States Now Hold the Key to Making Medicare for All a Reality
With action stalled at the national level, local elected officials and movement organizers have joined forces to enact single-payer healthcare.
Michael Lighty
The Democrats’ omnibus Build Back Better plan, which includes an expansion of healthcare benefits through bolstering the Affordable Care Act, is currently stalled in the Senate. President Biden has so far made no push to enact a public option, as he campaigned on. And Medicare for All — a cornerstone issue in the 2020 Democratic primary — is not on the party’s current congressional agenda. But that doesn’t mean that the movement to achieve universal healthcare is slowing down.
A significant but under-reported story in the field of healthcare reform is the growing effort to establish Medicare for All-type systems at the state level. Across the country, elected officials and movement organizers have joined forces to make single payer a reality. And they’re building momentum.
In New York, after years of conservative control of the state Senate, progressives who campaigned in 2018 in support of the New York Health Act — a bill that would create a Medicare for All-style system — were elected to office. With these victories, a majority of legislators in both the state Assembly and Senate have now co-sponsored the bill. But in May 2021, a combination of privately reluctant legislators and some resistant unions, along with a lack of gubernatorial support, convinced the Democratic leadership not to bring the bill up for a vote in either house of the legislature. In response, the Campaign for New York Health — a coalition organizing for universal coverage — has promoted stories of people denied care because of insurance company practices and costs, conducted canvasses in key legislative districts, and reached out to unions and union members to address their concerns. The bill’s authors are also considering further amendments, and plan to continue their fight to pass the legislation.
In California, a nurse-led campaign has moved the single-payer bill AB 1400 onto the floor of the state Assembly for a vote in late January. A broad labor-community coalition — Healthy California Now — has organized petitions, letter-writing campaigns, and events around the state to urge Gov.
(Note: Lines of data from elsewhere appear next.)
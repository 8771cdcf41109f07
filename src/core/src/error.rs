//! Unified error type for the Warden directory model
//!
//! Storage backends and the authorization engine convert their own
//! failures into these variants so callers see one taxonomy.

use thiserror::Error;

pub type Result<T> = std::result::Result<T, CoreError>;

/// Core error type for the Warden directory model
#[derive(Debug, Error)]
pub enum CoreError {
    /// Referenced entity does not exist or is outside the caller's scope
    #[error("Not found: {0}")]
    NotFound(String),

    /// Malformed input
    #[error("Validation error: {0}")]
    Validation(String),

    /// Entity with the same id already exists
    #[error("Conflict: {0}")]
    Conflict(String),

    /// Mutation rejected for the authenticated caller
    #[error("Forbidden: {0}")]
    Forbidden(String),

    /// Storage failure
    #[error("Database error: {0}")]
    Database(String),

    /// Uncategorized internal failure
    #[error("Internal error: {0}")]
    Internal(String),

    /// I/O errors
    #[error("IO error: {0}")]
    Io(#[from] std::io::Error),
}

impl CoreError {
    /// Create a not found error
    pub fn not_found<S: Into<String>>(msg: S) -> Self {
        CoreError::NotFound(msg.into())
    }

    /// Create a validation error
    pub fn validation<S: Into<String>>(msg: S) -> Self {
        CoreError::Validation(msg.into())
    }

    /// Create a conflict error
    pub fn conflict<S: Into<String>>(msg: S) -> Self {
        CoreError::Conflict(msg.into())
    }

    /// Create a forbidden error
    pub fn forbidden<S: Into<String>>(msg: S) -> Self {
        CoreError::Forbidden(msg.into())
    }

    /// Create a database error
    pub fn database<S: Into<String>>(msg: S) -> Self {
        CoreError::Database(msg.into())
    }

    /// Create an internal error
    pub fn internal<S: Into<String>>(msg: S) -> Self {
        CoreError::Internal(msg.into())
    }
}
Gavin Newsom (D-CA) to fulfill his campaign promise of enacting single payer, universal healthcare. This month, he proposed to cover all undocumented people through the state’s Medi-Cal program. And in April, Newsom’s universal healthcare commission is expected to recommend a “unified financing” (akin to Medicare for All) healthcare system.
Advocates in Washington State, meanwhile, are currently recruiting petition captains for a signature-gathering effort to put a Medicare for All-type healthcare system on the November ballot, in a campaign called “Whole Washington.” Also in Washington, the organization-based coalition Healthcare is a Human Right is urging the state’s task force on universal healthcare to adopt a single-payer approach as it advocates for a bill to rein in health entity mergers and acquisitions that restrict access to care and pad the profits of corporate healthcare providers.
In Oregon, Health Care for All, a coalition of advocates, unions and community based organizations, is organizing to move the state’s universal healthcare task force toward a single-payer model. In November, Oregon voters will consider the HOPE amendment, sponsored by the coalition, to establish healthcare as a fundamental right in the state.
Rhode Island activists, working with the Providence chapter of the Democratic Socialists of America, have helped organize testimony in the state legislature, social media campaigns and pressure on state legislators to pass a state single payer bill, and are now building awareness around the effort to reach working people through the institutions they participate in, such as unions and faith organizations. In Minnesota, advocates led by labor union leaders — in particular the Minnesota Nurses Association — are signing up legislative supporters in preparation for favorable majorities in 2023 to move single payer legislation, which was considered this year in a House committee but has since been blocked by the Republican majority in the state Senate.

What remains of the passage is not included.